NISQRC Algorithm Could Allow QCs to Take on Streaming Data

The Quantum Insider reports:

  • A new algorithm enables quantum machines to learn from continuously flowing data streams, overcoming a major hurdle that has previously limited their applicability to dynamic real-world scenarios.
  • Quantum memory is so fragile it is difficult to retain information long enough to process temporal data effectively.
  • In theory, quantum computers could now learn from patterns and relationships within the data stream, even as individual bits fade away.

Researchers have achieved a significant advance in real-time quantum computing with the development of Noisy Intermediate Scale Quantum Reservoir Computing, NISQRC, according to a study posted on the pre-print server ArXiv. This novel algorithm enables quantum machines to learn from continuously flowing data streams, overcoming a major hurdle that has previously limited their applicability to dynamic real-world scenarios.

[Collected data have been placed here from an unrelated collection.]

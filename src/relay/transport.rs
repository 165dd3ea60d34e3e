//! Delivery of composed emails to the email API.

use async_trait::async_trait;

use super::email::EmailMessage;
use super::RelayError;

/// Something that can deliver one email.
#[async_trait]
pub trait EmailTransport: Send + Sync {
    /// Send `message` using `api_key` as the bearer credential.
    ///
    /// A single attempt; implementations must not retry.
    async fn send(&self, message: &EmailMessage, api_key: &str) -> Result<(), RelayError>;
}

#[cfg(feature = "server")]
pub use sendgrid::SendGridTransport;

#[cfg(feature = "server")]
mod sendgrid {
    use async_trait::async_trait;
    use reqwest::redirect::Policy;
    use reqwest::Client;
    use tracing::debug;

    use super::EmailTransport;
    use crate::relay::email::{EmailMessage, SendGridPayload};
    use crate::relay::RelayError;

    /// SendGrid v3 transport over reqwest.
    #[derive(Debug, Clone)]
    pub struct SendGridTransport {
        client: Client,
        endpoint: String,
    }

    impl SendGridTransport {
        /// Create a transport posting to `endpoint`.
        ///
        /// Redirects are not followed: a 3xx answer is a failed send.
        pub fn new(endpoint: &str) -> Result<Self, RelayError> {
            let client = Client::builder()
                .redirect(Policy::none())
                .build()
                .map_err(|e| RelayError::Transport(e.to_string()))?;

            Ok(Self {
                client,
                endpoint: endpoint.to_string(),
            })
        }

        pub fn endpoint(&self) -> &str {
            &self.endpoint
        }
    }

    #[async_trait]
    impl EmailTransport for SendGridTransport {
        async fn send(&self, message: &EmailMessage, api_key: &str) -> Result<(), RelayError> {
            let payload = SendGridPayload::from(message);

            debug!("Posting email to {} for {}", self.endpoint, message.to);
            let resp = self
                .client
                .post(&self.endpoint)
                .bearer_auth(api_key)
                .json(&payload)
                .send()
                .await
                .map_err(|e| RelayError::Transport(e.to_string()))?;

            let status = resp.status();
            if status.is_success() {
                debug!("Email API accepted message (HTTP {})", status.as_u16());
                return Ok(());
            }

            let body = resp.text().await.unwrap_or_default();
            Err(RelayError::Upstream {
                status: status.as_u16(),
                body,
            })
        }
    }
}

The key challenge addressed by NISQRC lies in the inherent limitations of current quantum hardware, according to the team of scientists from Princeton, IBM and Raytheon. Quantum memory is notoriously fragile, making it difficult for these machines to retain information long enough to process temporal data effectively. NISQRC cleverly leverages the existing leakage of information from qubits, the fundamental units of quantum information, to create a persistent memory within the system. This allows the quantum computer to learn from patterns and relationships within the data stream, even as individual bits fade away.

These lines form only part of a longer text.